83 Notes on Hypothesis Testing

83.1 Hypothesis testing for a single proportion

## Packages
library(tidyverse)
library(tidymodels)

83.1.1 Case Study: Organ Donors

Organ donors may seek the assistance of a medical consultant to help them navigate the surgical process. The consultant’s goal is to minimize any potential complications during the procedure and recovery. Patients may choose a consultant based on their past clients’ complication rates.

A consultant marketed her services by highlighting her exceptional track record. She stated that while the average complication rate for liver donor surgeries in the US is 10%, only 3 out of 62 surgeries she facilitated resulted in complications. She believes this rate demonstrates the significant impact of her work in reducing complications, making her a top choice for potential patients.

83.1.1.1 Data

organ_donor %>%
  count(outcome)
#> # A tibble: 2 × 2
#>   outcome             n
#>   <chr>           <int>
#> 1 complication        3
#> 2 no complication    59

83.1.2 Parameter vs. statistic

A parameter for a hypothesis test is the “true” value of interest. We typically estimate the parameter using a sample statistic as a point estimate.

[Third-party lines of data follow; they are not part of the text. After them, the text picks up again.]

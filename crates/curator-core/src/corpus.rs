use crate::link::LinkReference;
use async_trait::async_trait;
use std::collections::HashSet;

/// Supplies documents and their link metadata to the aggregator.
///
/// Implementations own parsing and link resolution; the aggregator only asks
/// which references fail to resolve. Any error aborts the whole scan.
#[async_trait]
pub trait CorpusSource: Send + Sync {
    type Document: Send + Sync;

    /// All documents, in a stable order. The order decides which document
    /// becomes an unresolved link's canonical source.
    async fn enumerate_documents(&self) -> anyhow::Result<Vec<Self::Document>>;

    /// Outgoing references of one document, in document order.
    async fn link_references(&self, doc: &Self::Document) -> anyhow::Result<Vec<LinkReference>>;

    /// Whether `reference`, as written in `from`, points at an existing document.
    fn resolves(&self, reference: &LinkReference, from: &Self::Document) -> anyhow::Result<bool>;

    /// Vault-relative, `/`-separated path of a document.
    fn path(&self, doc: &Self::Document) -> anyhow::Result<String>;
}

/// A corpus held entirely in memory, for hosts that already have link metadata.
///
/// A reference resolves when its raw target (case-insensitive) is a document
/// path without the `.md` extension, or was registered with [`MemoryCorpus::with_existing`].
#[derive(Clone, Debug, Default)]
pub struct MemoryCorpus {
    documents: Vec<(String, Vec<LinkReference>)>,
    existing: HashSet<String>,
}

impl MemoryCorpus {
    pub fn new() -> Self {
        Self::default()
    }

    pub fn with_document(mut self, path: &str, links: Vec<LinkReference>) -> Self {
        let name = path.strip_suffix(".md").unwrap_or(path).to_lowercase();
        self.existing.insert(name);
        self.documents.push((path.to_string(), links));
        self
    }

    pub fn with_existing(mut self, target: &str) -> Self {
        self.existing.insert(target.to_lowercase());
        self
    }
}

#[async_trait]
impl CorpusSource for MemoryCorpus {
    type Document = usize;

    async fn enumerate_documents(&self) -> anyhow::Result<Vec<usize>> {
        Ok((0..self.documents.len()).collect())
    }

    async fn link_references(&self, doc: &usize) -> anyhow::Result<Vec<LinkReference>> {
        self.documents
            .get(*doc)
            .map(|(_, links)| links.clone())
            .ok_or_else(|| anyhow::anyhow!("no document at index {}", doc))
    }

    fn resolves(&self, reference: &LinkReference, _from: &usize) -> anyhow::Result<bool> {
        Ok(self.existing.contains(&reference.raw_target.to_lowercase()))
    }

    fn path(&self, doc: &usize) -> anyhow::Result<String> {
        self.documents
            .get(*doc)
            .map(|(path, _)| path.clone())
            .ok_or_else(|| anyhow::anyhow!("no document at index {}", doc))
    }
}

\(p~\): true rate of complication

\(\hat{p}~\): rate of complication in the sample = \(\frac{3}{62}\) = 0.048

83.1.3 Correlation vs. causation

Is it possible to assess the consultant’s claim using the data?

No. The claim is that there is a causal connection, but the data are observational. For example, maybe patients who can afford a medical consultant can afford better medical care, which can also lead to a lower complication rate. Although it is not possible to assess the causal claim, it is still possible to test for an association using these data. The question to consider is, is the low complication rate of 3 out of 62 surgeries ( \(\hat{p}\) = 0.048) simply due to chance?

83.1.4 Two claims

Null hypothesis: “There is nothing going on”

Complication rate for this consultant is no different than the US average of 10%

Alternative hypothesis: “There is something going on”

Complication rate for this consultant is lower than the US average of 10%

83.1.5 Hypothesis testing as a court trial

Null hypothesis, \(H_0\): Defendant is innocent
Alternative hypothesis, \(H_A\): Defendant is guilty
Present the evidence: Collect data
Judge the evidence: “Could these data plausibly have happened by chance if the null hypothesis were true?”
- Yes: Fail to reject \(H_0\)
- No: Reject \(H_0\)

83.1.6 Hypothesis testing framework

Start with a null hypothesis, \(H_0\), that represents the status quo
Set an alternative hypothesis, \(H_A\), that represents the research question, i.e. what we’re testing for
Conduct a hypothesis test under the assumption that the null hypothesis is true and calculate a p-value (probability of observed or more extreme outcome given that the null hypothesis is true)
- if the test results suggest that the data do not provide convincing evidence for the alternative hypothesis, stick with the null hypothesis
- if they do, then reject the null hypothesis in favor of the alternative

83.1.7 Setting the hypotheses

Which of the following is the correct set of hypotheses?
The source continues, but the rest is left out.